Dwarf Galaxy may have affect on Shape of Milky Way

Outer space is not far from Curtis Struck as images line the walls of his office. Struck, professor of physics and astronomy, has been at Iowa State for 28 years.

Katelynn Mccollough

Professor Curtis Struck is not new to the study of colliding galaxies. In fact, he has been studying them for 30 years, but a new discovery has caught his attention.

In the Sept. 15 issue of Nature, a weekly journal that focuses on science, Struck added his own commentary to a recent study pertaining to the idea that a dwarf galaxy may have had a more important impact on the shape to our very own galaxy, the Milky Way.

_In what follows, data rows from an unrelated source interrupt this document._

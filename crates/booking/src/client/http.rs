//! reqwest adapter for the inventory service.

use std::time::Duration;

use async_trait::async_trait;
use common::{
    BookingUid, ConfirmAvailabilityRequest, DateRange, REQUEST_ID_HEADER, RequestId, RoomId,
    RoomView,
};
use reqwest::{RequestBuilder, Response};

use super::{ClientError, InventoryClient, OP_CONFIRM, OP_RECOMMEND, OP_RELEASE, RetryPolicy};

/// Settings for [`HttpInventoryClient`].
#[derive(Debug, Clone)]
pub struct HttpInventoryClientConfig {
    pub base_url: String,
    /// Bearer credential presented to the inventory's internal endpoints.
    pub service_token: String,
    pub connect_timeout: Duration,
    /// Upper bound on a single attempt, from sending to reading the body.
    pub read_timeout: Duration,
    pub retry: RetryPolicy,
}

impl HttpInventoryClientConfig {
    pub fn new(base_url: impl Into<String>, service_token: impl Into<String>) -> Self {
        Self {
            base_url: base_url.into(),
            service_token: service_token.into(),
            connect_timeout: Duration::from_millis(2000),
            read_timeout: Duration::from_millis(3000),
            retry: RetryPolicy::default(),
        }
    }

    pub fn with_retry(mut self, retry: RetryPolicy) -> Self {
        self.retry = retry;
        self
    }

    pub fn with_timeouts(mut self, connect: Duration, read: Duration) -> Self {
        self.connect_timeout = connect;
        self.read_timeout = read;
        self
    }
}

/// Inventory client speaking JSON over HTTP.
#[derive(Debug, Clone)]
pub struct HttpInventoryClient {
    http: reqwest::Client,
    base_url: String,
    service_token: String,
    retry: RetryPolicy,
}

impl HttpInventoryClient {
    pub fn new(config: HttpInventoryClientConfig) -> Result<Self, reqwest::Error> {
        let http = reqwest::Client::builder()
            .connect_timeout(config.connect_timeout)
            .timeout(config.read_timeout)
            .build()?;

        Ok(Self {
            http,
            base_url: config.base_url.trim_end_matches('/').to_string(),
            service_token: config.service_token,
            retry: config.retry,
        })
    }

    pub fn base_url(&self) -> &str {
        &self.base_url
    }

    fn url(&self, path: &str) -> String {
        format!("{}{}", self.base_url, path)
    }

    fn authorized(&self, request: RequestBuilder, request_id: &RequestId) -> RequestBuilder {
        request
            .bearer_auth(&self.service_token)
            .header(REQUEST_ID_HEADER, request_id.as_str())
    }
}

/// Sends a request and turns non-2xx statuses into [`ClientError`].
async fn send(request: RequestBuilder) -> Result<Response, ClientError> {
    let response = request
        .send()
        .await
        .map_err(|e| ClientError::Transport(e.to_string()))?;

    let status = response.status();
    if status.is_success() {
        return Ok(response);
    }

    let body = response.text().await.unwrap_or_default();
    Err(ClientError::from_status(status.as_u16(), error_message(&body)))
}

/// Best-effort message extraction from an error body.
///
/// JSON objects yield `message`, then `error`, then `errorCode`; anything
/// else yields the raw body. Blank bodies yield nothing.
pub fn error_message(body: &str) -> Option<String> {
    let trimmed = body.trim();
    if trimmed.is_empty() {
        return None;
    }
    if trimmed.starts_with('{')
        && let Ok(serde_json::Value::Object(fields)) = serde_json::from_str(trimmed)
    {
        for key in ["message", "error", "errorCode"] {
            if let Some(serde_json::Value::String(text)) = fields.get(key)
                && !text.trim().is_empty()
            {
                return Some(text.clone());
            }
        }
    }
    Some(body.to_string())
}

#[async_trait]
impl InventoryClient for HttpInventoryClient {
    #[tracing::instrument(skip(self), fields(%range, %request_id))]
    async fn recommend(
        &self,
        range: DateRange,
        request_id: &RequestId,
    ) -> Result<Vec<RoomView>, ClientError> {
        let url = self.url("/api/rooms/recommend");
        let start = range.start().to_string();
        let end = range.end().to_string();

        self.retry
            .run(OP_RECOMMEND, |_| {
                let request = self.authorized(
                    self.http
                        .get(&url)
                        .query(&[("start", start.as_str()), ("end", end.as_str())]),
                    request_id,
                );
                async move {
                    send(request)
                        .await?
                        .json::<Vec<RoomView>>()
                        .await
                        .map_err(|e| ClientError::Transport(e.to_string()))
                }
            })
            .await
    }

    #[tracing::instrument(skip(self, request), fields(%room_id, booking_uid = %request.booking_id, request_id = %request.request_id))]
    async fn confirm(
        &self,
        room_id: RoomId,
        request: &ConfirmAvailabilityRequest,
    ) -> Result<(), ClientError> {
        let url = self.url(&format!("/api/rooms/{room_id}/confirm-availability"));

        self.retry
            .run(OP_CONFIRM, |_| {
                let builder =
                    self.authorized(self.http.post(&url).json(request), &request.request_id);
                async move { send(builder).await.map(|_| ()) }
            })
            .await
    }

    #[tracing::instrument(skip(self), fields(%room_id, %booking_uid, %request_id))]
    async fn release(
        &self,
        room_id: RoomId,
        booking_uid: BookingUid,
        request_id: &RequestId,
    ) -> Result<(), ClientError> {
        let url = self.url(&format!("/api/rooms/{room_id}/release"));
        let booking = booking_uid.to_string();

        self.retry
            .run(OP_RELEASE, |_| {
                let builder = self.authorized(
                    self.http
                        .post(&url)
                        .query(&[("bookingId", booking.as_str())]),
                    request_id,
                );
                async move { send(builder).await.map(|_| ()) }
            })
            .await
    }
}

#[cfg(test)]
mod tests {
    use super::*;

    #[test]
    fn message_prefers_structured_fields() {
        assert_eq!(
            error_message(r#"{"message":"Room is not available for this period","errorCode":"CONFLICT"}"#),
            Some("Room is not available for this period".to_string())
        );
        assert_eq!(
            error_message(r#"{"message":"  ","error":"Conflict"}"#),
            Some("Conflict".to_string())
        );
        assert_eq!(
            error_message(r#"{"errorCode":"CONFLICT"}"#),
            Some("CONFLICT".to_string())
        );
    }

    #[test]
    fn message_falls_back_to_raw_body() {
        assert_eq!(error_message("room taken"), Some("room taken".to_string()));
        assert_eq!(error_message("{not json"), Some("{not json".to_string()));
        assert_eq!(error_message(r#"{"status":409}"#), Some(r#"{"status":409}"#.to_string()));
        assert_eq!(error_message("   "), None);
    }

    #[test]
    fn base_url_loses_trailing_slash() {
        let client =
            HttpInventoryClient::new(HttpInventoryClientConfig::new("http://inventory:3001/", "t"))
                .unwrap();
        assert_eq!(client.base_url(), "http://inventory:3001");
        assert_eq!(client.url("/api/rooms"), "http://inventory:3001/api/rooms");
    }
}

This dwarf galaxy, called the Sagittarius Dwarf Elliptical Galaxy, was discovered in 1994, but not much was known about it until closer studies done by Chris Purcell, from the University of Pittsburgh, and his research team looked into its effects on our galaxy.

“We think collisions and mergers are important in galaxies because they build them up,” Struck said, and explained that satellite galaxies often have quite a bit of dark matter associated with them. It is this dark matter that could possibly be what exerts change on a larger galaxy, such as the Milky Way. “These minor mergers don’t destroy, but change … it’s a gentler but longer term affect.”

Purcell and his research team believe that the dwarf galaxy in question may have had an influence on the spiral arms that shape the Milky Way and classify it as a barred spiral galaxy.

“When you’re inside a house, you know the rooms and can see outside the windows, but you can’t see the color of the house. That is what it is like to try and study our galaxy while we are inside it,” explained Brad Peterson, a lecturer in physics and astronomy, who has studied with Struck for seven years and obtained his Ph.D. from Iowa State last year. “The roll of minor mergers hasn’t been understood as well until recently.”

Astronomers have difficulty studying these dwarf satellites because they are too small to see in other galaxies, and we are not able to go outside of our own galaxy and look in. That doesn’t mean that their effects aren’t important. “This is the first inkling that a process like this may be important, but it will take more evidence for this to be expected,” Struck said.

Some students on campus, such as Michael Glawe, sophomore in pre-business, who has taken Astronomy 150, find these new discoveries fascinating.

“The universe is such an appallingly vast and mysterious place,” Glawe said. “Finding and learning about new galaxies gives me the perception that not any one country is pioneering, rather, humanity as a whole is setting those new frontiers with each discovery.”

There is the chance of more minor and major collisions in the future of our galaxy, but according to Struck, “These are many billions of years away.”